| INSTRUCTIONS TO FOLLOW |
Here is a block of records. Copy every line in it that includes "SeekFrom".

| Collected data |
§
//! Request bodies and the streaming callbacks used for request and response bodies.

use std::fmt;
use std::io::SeekFrom;

use bytes::Bytes;
use tokio::io::{AsyncRead, AsyncSeek, AsyncSeekExt};

/// A reader which can be rewound and measured.
pub trait SeekableReader: AsyncRead + AsyncSeek + Send + Unpin {}

impl<T> SeekableReader for T where T: AsyncRead + AsyncSeek + Send + Unpin {}

/// The body of a request.
pub enum Body {
    /// A fully buffered body.
    Full(Bytes),

    /// A body read from a seekable source, such as a file. It is rewound before
    /// every write, so requests using it can be retried.
    Seekable(Box<dyn SeekableReader>),

    /// A body read once from a reader of known length.
    Sized {
        /// Source of the body bytes.
        reader: Box<dyn AsyncRead + Send + Unpin>,
        /// Number of bytes the reader will produce.
        len: u64,
    },
}

impl fmt::Debug for Body {
    fn fmt(&self, f: &mut fmt::Formatter<'_>) -> fmt::Result {
        match self {
            Body::Full(bytes) => f.debug_tuple("Full").field(&bytes.len()).finish(),
            Body::Seekable(_) => f.debug_tuple("Seekable").finish(),
            Body::Sized { len, .. } => f.debug_struct("Sized").field("len", len).finish(),
        }
    }
}

impl Body {
    /// An empty, buffered body.
    pub fn empty() -> Self {
        Body::Full(Bytes::new())
    }

    /// Wrap a seekable reader.
    pub fn seekable<R>(reader: R) -> Self
    where
        R: SeekableReader + 'static,
    {
        Body::Seekable(Box::new(reader))
    }

    /// Wrap a reader which will yield exactly `len` bytes.
    pub fn sized<R>(reader: R, len: u64) -> Self
    where
        R: AsyncRead + Send + Unpin + 'static,
    {
        Body::Sized {
            reader: Box::new(reader),
            len,
        }
    }

    /// Can this body be written a second time?
    pub fn is_rewindable(&self) -> bool {
        !matches!(self, Body::Sized { .. })
    }

    /// Size of the body in bytes. Seekable bodies are measured by seeking to their end.
    pub(crate) async fn size(&mut self) -> std::io::Result<u64> {
        match self {
            Body::Full(bytes) => Ok(bytes.len() as u64),
            Body::Seekable(reader) => {
                let end = reader.seek(SeekFrom::End(0)).await?;
                reader.rewind().await?;
                Ok(end)
            }
            Body::Sized { len, .. } => Ok(*len),
        }
    }

    /// Rewind the body to its first byte, if it can be rewound.
    pub(crate) async fn rewind(&mut self) -> std::io::Result<()> {
        if let Body::Seekable(reader) = self {
            reader.rewind().await?;
        }
        Ok(())
    }
}

impl From<Bytes> for Body {
    fn from(value: Bytes) -> Self {
        Body::Full(value)
    }
}

impl From<Vec<u8>> for Body {
    fn from(value: Vec<u8>) -> Self {
        Body::Full(value.into())
    }
}

impl From<String> for Body {
    fn from(value: String) -> Self {
        Body::Full(value.into())
    }
}

impl From<&'static str> for Body {
    fn from(value: &'static str) -> Self {
        Body::Full(Bytes::from_static(value.as_bytes()))
    }
}

/// Produces request body chunks on demand. An empty chunk ends the body.
///
/// Supplying a request block forces `Transfer-Encoding: chunked`.
pub struct RequestBlock(Box<dyn FnMut() -> Bytes + Send>);

impl RequestBlock {
    /// Wrap a chunk producer.
    pub fn new<F>(producer: F) -> Self
    where
        F: FnMut() -> Bytes + Send + 'static,
    {
        Self(Box::new(producer))
    }

    pub(crate) fn next_chunk(&mut self) -> Bytes {
        (self.0)()
    }
}

impl fmt::Debug for RequestBlock {
    fn fmt(&self, f: &mut fmt::Formatter<'_>) -> fmt::Result {
        f.debug_tuple("RequestBlock").finish()
    }
}

/// Receives response body chunks as they arrive.
///
/// The sink is called with the chunk, the number of body bytes still to come after
/// this chunk, and the total body length. Both counts are `None` when the length is
/// not known up front (chunked or read-to-close responses).
pub struct ResponseBlock(Box<dyn FnMut(&[u8], Option<u64>, Option<u64>) + Send>);

impl ResponseBlock {
    /// Wrap a chunk sink.
    pub fn new<F>(sink: F) -> Self
    where
        F: FnMut(&[u8], Option<u64>, Option<u64>) + Send + 'static,
    {
        Self(Box::new(sink))
    }

    pub(crate) fn call(&mut self, chunk: &[u8], remaining: Option<u64>, total: Option<u64>) {
        (self.0)(chunk, remaining, total)
    }
}

impl fmt::Debug for ResponseBlock {
    fn fmt(&self, f: &mut fmt::Formatter<'_>) -> fmt::Result {
        f.debug_tuple("ResponseBlock").finish()
    }
}

#[cfg(test)]
mod tests {
    use std::io::Cursor;

    use static_assertions::assert_impl_all;

    use super::*;

    assert_impl_all!(Body: Send);
    assert_impl_all!(RequestBlock: Send);
    assert_impl_all!(ResponseBlock: Send);

    #[tokio::test]
    async fn seekable_size_rewinds() {
        let mut body = Body::seekable(Cursor::new(b"hello world".to_vec()));
        assert_eq!(body.size().await.unwrap(), 11);
        if let Body::Seekable(reader) = &mut body {
            assert_eq!(reader.stream_position().await.unwrap(), 0);
        }
        assert!(body.is_rewindable());
    }

    #[tokio::test]
    async fn sized_is_not_rewindable() {
        let mut body = Body::sized(Cursor::new(b"abc".to_vec()), 3);
        assert_eq!(body.size().await.unwrap(), 3);
        assert!(!body.is_rewindable());
    }

    #[test]
    fn request_block_yields_chunks() {
        let mut chunks = vec![Bytes::from_static(b"a"), Bytes::new()].into_iter();
        let mut block = RequestBlock::new(move || chunks.next().unwrap_or_default());
        assert_eq!(block.next_chunk(), Bytes::from_static(b"a"));
        assert!(block.next_chunk().is_empty());
    }
}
§
| RESPONSE TO THE TASK |
use std::io::SeekFrom;
                let end = reader.seek(SeekFrom::End(0)).await?;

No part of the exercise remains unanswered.